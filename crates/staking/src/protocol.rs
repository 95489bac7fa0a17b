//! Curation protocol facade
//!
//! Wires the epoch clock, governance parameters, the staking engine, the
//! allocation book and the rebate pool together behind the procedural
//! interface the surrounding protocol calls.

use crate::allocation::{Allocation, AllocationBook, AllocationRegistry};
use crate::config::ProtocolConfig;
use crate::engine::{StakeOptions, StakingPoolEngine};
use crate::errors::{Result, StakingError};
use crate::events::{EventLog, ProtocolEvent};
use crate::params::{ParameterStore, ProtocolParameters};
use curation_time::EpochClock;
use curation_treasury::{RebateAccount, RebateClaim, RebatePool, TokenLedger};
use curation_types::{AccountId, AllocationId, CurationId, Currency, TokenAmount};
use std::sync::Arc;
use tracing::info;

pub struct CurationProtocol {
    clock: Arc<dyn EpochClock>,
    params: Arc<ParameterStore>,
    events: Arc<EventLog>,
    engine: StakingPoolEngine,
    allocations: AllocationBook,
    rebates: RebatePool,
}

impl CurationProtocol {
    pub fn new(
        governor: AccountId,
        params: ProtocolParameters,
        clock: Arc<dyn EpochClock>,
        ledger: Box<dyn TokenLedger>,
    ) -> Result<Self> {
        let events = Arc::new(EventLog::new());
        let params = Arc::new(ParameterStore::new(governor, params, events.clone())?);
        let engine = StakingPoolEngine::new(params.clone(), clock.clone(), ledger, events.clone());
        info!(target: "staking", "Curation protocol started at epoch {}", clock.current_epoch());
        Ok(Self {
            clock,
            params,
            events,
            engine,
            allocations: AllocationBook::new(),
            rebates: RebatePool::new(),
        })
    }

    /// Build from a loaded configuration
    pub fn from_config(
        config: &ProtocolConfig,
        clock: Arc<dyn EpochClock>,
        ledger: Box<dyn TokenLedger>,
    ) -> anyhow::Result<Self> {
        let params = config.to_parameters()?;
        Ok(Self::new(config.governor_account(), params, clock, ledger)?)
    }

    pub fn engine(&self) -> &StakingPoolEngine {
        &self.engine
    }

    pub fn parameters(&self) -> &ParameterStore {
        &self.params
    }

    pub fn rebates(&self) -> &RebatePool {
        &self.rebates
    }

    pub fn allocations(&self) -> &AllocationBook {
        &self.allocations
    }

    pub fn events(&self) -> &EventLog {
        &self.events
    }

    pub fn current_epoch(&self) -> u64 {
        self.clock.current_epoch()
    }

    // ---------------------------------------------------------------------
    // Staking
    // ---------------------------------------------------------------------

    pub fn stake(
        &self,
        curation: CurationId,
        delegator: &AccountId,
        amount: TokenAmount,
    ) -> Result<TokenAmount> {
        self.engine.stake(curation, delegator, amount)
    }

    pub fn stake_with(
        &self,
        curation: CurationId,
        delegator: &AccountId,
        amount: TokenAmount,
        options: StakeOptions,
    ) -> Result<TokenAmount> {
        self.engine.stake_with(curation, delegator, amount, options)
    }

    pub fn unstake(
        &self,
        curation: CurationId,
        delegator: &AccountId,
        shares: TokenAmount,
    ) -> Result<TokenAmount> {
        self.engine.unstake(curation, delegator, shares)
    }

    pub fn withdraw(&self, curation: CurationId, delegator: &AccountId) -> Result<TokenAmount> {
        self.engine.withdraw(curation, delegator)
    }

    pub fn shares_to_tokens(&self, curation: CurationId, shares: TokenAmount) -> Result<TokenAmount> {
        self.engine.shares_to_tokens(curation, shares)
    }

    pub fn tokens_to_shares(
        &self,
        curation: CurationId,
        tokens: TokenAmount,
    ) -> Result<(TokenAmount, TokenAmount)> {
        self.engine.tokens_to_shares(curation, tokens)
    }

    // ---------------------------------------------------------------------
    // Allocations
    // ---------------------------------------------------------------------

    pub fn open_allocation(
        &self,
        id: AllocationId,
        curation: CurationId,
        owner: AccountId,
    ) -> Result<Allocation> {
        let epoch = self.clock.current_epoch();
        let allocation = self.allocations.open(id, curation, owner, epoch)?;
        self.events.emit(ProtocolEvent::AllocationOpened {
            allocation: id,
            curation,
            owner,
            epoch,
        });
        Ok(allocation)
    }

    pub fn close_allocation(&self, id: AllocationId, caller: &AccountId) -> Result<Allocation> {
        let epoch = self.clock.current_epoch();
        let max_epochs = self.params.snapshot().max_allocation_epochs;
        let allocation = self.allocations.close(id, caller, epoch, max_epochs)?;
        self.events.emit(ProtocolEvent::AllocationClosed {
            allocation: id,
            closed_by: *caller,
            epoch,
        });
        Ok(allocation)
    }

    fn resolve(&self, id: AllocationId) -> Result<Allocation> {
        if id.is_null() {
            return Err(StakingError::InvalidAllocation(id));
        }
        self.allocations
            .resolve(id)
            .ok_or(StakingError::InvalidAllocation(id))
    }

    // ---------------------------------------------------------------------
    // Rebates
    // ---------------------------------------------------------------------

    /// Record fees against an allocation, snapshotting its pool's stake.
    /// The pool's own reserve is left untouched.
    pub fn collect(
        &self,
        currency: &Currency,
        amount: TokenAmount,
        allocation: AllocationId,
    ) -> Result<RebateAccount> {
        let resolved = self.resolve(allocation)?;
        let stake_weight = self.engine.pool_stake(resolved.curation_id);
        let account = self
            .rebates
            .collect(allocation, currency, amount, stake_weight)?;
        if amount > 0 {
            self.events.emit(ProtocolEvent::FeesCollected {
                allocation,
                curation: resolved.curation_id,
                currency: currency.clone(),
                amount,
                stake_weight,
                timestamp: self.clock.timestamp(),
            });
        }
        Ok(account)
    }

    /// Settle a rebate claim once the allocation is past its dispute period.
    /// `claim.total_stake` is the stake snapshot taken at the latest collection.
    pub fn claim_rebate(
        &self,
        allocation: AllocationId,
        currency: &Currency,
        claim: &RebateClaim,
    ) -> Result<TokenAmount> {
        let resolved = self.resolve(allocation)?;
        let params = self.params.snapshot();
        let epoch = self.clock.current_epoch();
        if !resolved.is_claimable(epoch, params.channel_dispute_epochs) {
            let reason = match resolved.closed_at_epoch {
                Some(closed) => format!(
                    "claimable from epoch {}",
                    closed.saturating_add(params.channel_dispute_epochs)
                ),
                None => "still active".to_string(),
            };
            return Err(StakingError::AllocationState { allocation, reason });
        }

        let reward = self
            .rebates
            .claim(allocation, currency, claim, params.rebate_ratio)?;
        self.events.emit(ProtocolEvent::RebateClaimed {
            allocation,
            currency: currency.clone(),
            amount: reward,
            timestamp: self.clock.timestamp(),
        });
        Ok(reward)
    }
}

→ **Work to be completed**:
Each record above is to be reproduced exactly, in full.

→ **Answer section**:
filename crates/staking/src/protocol.rs
repository 95489bac7fa0a17b
//! Curation protocol facade
//!
//! Wires the epoch clock, governance parameters, the staking engine, the
//! allocation book and the rebate pool together behind the procedural
//! interface the surrounding protocol calls.

use crate::allocation::{Allocation, AllocationBook, AllocationRegistry};
use crate::config::ProtocolConfig;
use crate::engine::{StakeOptions, StakingPoolEngine};
use crate::errors::{Result, StakingError};
use crate::events::{EventLog, ProtocolEvent};
use crate::params::{ParameterStore, ProtocolParameters};
use curation_time::EpochClock;
use curation_treasury::{RebateAccount, RebateClaim, RebatePool, TokenLedger};
use curation_types::{AccountId, AllocationId, CurationId, Currency, TokenAmount};
use std::sync::Arc;
use tracing::info;

pub struct CurationProtocol {
    clock: Arc<dyn EpochClock>,
    params: Arc<ParameterStore>,
    events: Arc<EventLog>,
    engine: StakingPoolEngine,
    allocations: AllocationBook,
    rebates: RebatePool,
}

impl CurationProtocol {
    pub fn new(
        governor: AccountId,
        params: ProtocolParameters,
        clock: Arc<dyn EpochClock>,
        ledger: Box<dyn TokenLedger>,
    ) -> Result<Self> {
        let events = Arc::new(EventLog::new());
        let params = Arc::new(ParameterStore::new(governor, params, events.clone())?);
        let engine = StakingPoolEngine::new(params.clone(), clock.clone(), ledger, events.clone());
        info!(target: "staking", "Curation protocol started at epoch {}", clock.current_epoch());
        Ok(Self {
            clock,
            params,
            events,
            engine,
            allocations: AllocationBook::new(),
            rebates: RebatePool::new(),
        })
    }

    /// Build from a loaded configuration
    pub fn from_config(
        config: &ProtocolConfig,
        clock: Arc<dyn EpochClock>,
        ledger: Box<dyn TokenLedger>,
    ) -> anyhow::Result<Self> {
        let params = config.to_parameters()?;
        Ok(Self::new(config.governor_account(), params, clock, ledger)?)
    }

    pub fn engine(&self) -> &StakingPoolEngine {
        &self.engine
    }

    pub fn parameters(&self) -> &ParameterStore {
        &self.params
    }

    pub fn rebates(&self) -> &RebatePool {
        &self.rebates
    }

    pub fn allocations(&self) -> &AllocationBook {
        &self.allocations
    }

    pub fn events(&self) -> &EventLog {
        &self.events
    }

    pub fn current_epoch(&self) -> u64 {
        self.clock.current_epoch()
    }

    // ---------------------------------------------------------------------
    // Staking
    // ---------------------------------------------------------------------

    pub fn stake(
        &self,
        curation: CurationId,
        delegator: &AccountId,
        amount: TokenAmount,
    ) -> Result<TokenAmount> {
        self.engine.stake(curation, delegator, amount)
    }

    pub fn stake_with(
        &self,
        curation: CurationId,
        delegator: &AccountId,
        amount: TokenAmount,
        options: StakeOptions,
    ) -> Result<TokenAmount> {
        self.engine.stake_with(curation, delegator, amount, options)
    }

    pub fn unstake(
        &self,
        curation: CurationId,
        delegator: &AccountId,
        shares: TokenAmount,
    ) -> Result<TokenAmount> {
        self.engine.unstake(curation, delegator, shares)
    }

    pub fn withdraw(&self, curation: CurationId, delegator: &AccountId) -> Result<TokenAmount> {
        self.engine.withdraw(curation, delegator)
    }

    pub fn shares_to_tokens(&self, curation: CurationId, shares: TokenAmount) -> Result<TokenAmount> {
        self.engine.shares_to_tokens(curation, shares)
    }

    pub fn tokens_to_shares(
        &self,
        curation: CurationId,
        tokens: TokenAmount,
    ) -> Result<(TokenAmount, TokenAmount)> {
        self.engine.tokens_to_shares(curation, tokens)
    }

    // ---------------------------------------------------------------------
    // Allocations
    // ---------------------------------------------------------------------

    pub fn open_allocation(
        &self,
        id: AllocationId,
        curation: CurationId,
        owner: AccountId,
    ) -> Result<Allocation> {
        let epoch = self.clock.current_epoch();
        let allocation = self.allocations.open(id, curation, owner, epoch)?;
        self.events.emit(ProtocolEvent::AllocationOpened {
            allocation: id,
            curation,
            owner,
            epoch,
        });
        Ok(allocation)
    }

    pub fn close_allocation(&self, id: AllocationId, caller: &AccountId) -> Result<Allocation> {
        let epoch = self.clock.current_epoch();
        let max_epochs = self.params.snapshot().max_allocation_epochs;
        let allocation = self.allocations.close(id, caller, epoch, max_epochs)?;
        self.events.emit(ProtocolEvent::AllocationClosed {
            allocation: id,
            closed_by: *caller,
            epoch,
        });
        Ok(allocation)
    }

    fn resolve(&self, id: AllocationId) -> Result<Allocation> {
        if id.is_null() {
            return Err(StakingError::InvalidAllocation(id));
        }
        self.allocations
            .resolve(id)
            .ok_or(StakingError::InvalidAllocation(id))
    }

    // ---------------------------------------------------------------------
    // Rebates
    // ---------------------------------------------------------------------

    /// Record fees against an allocation, snapshotting its pool's stake.
    /// The pool's own reserve is left untouched.
    pub fn collect(
        &self,
        currency: &Currency,
        amount: TokenAmount,
        allocation: AllocationId,
    ) -> Result<RebateAccount> {
        let resolved = self.resolve(allocation)?;
        let stake_weight = self.engine.pool_stake(resolved.curation_id);
        let account = self
            .rebates
            .collect(allocation, currency, amount, stake_weight)?;
        if amount > 0 {
            self.events.emit(ProtocolEvent::FeesCollected {
                allocation,
                curation: resolved.curation_id,
                currency: currency.clone(),
                amount,
                stake_weight,
                timestamp: self.clock.timestamp(),
            });
        }
        Ok(account)
    }

    /// Settle a rebate claim once the allocation is past its dispute period.
    /// `claim.total_stake` is the stake snapshot taken at the latest collection.
    pub fn claim_rebate(
        &self,
        allocation: AllocationId,
        currency: &Currency,
        claim: &RebateClaim,
    ) -> Result<TokenAmount> {
        let resolved = self.resolve(allocation)?;
        let params = self.params.snapshot();
        let epoch = self.clock.current_epoch();
        if !resolved.is_claimable(epoch, params.channel_dispute_epochs) {
            let reason = match resolved.closed_at_epoch {
                Some(closed) => format!(
                    "claimable from epoch {}",
                    closed.saturating_add(params.channel_dispute_epochs)
                ),
                None => "still active".to_string(),
            };
            return Err(StakingError::AllocationState { allocation, reason });
        }

        let reward = self
            .rebates
            .claim(allocation, currency, claim, params.rebate_ratio)?;
        self.events.emit(ProtocolEvent::RebateClaimed {
            allocation,
            currency: currency.clone(),
            amount: reward,
            timestamp: self.clock.timestamp(),
        });
        Ok(reward)
    }
}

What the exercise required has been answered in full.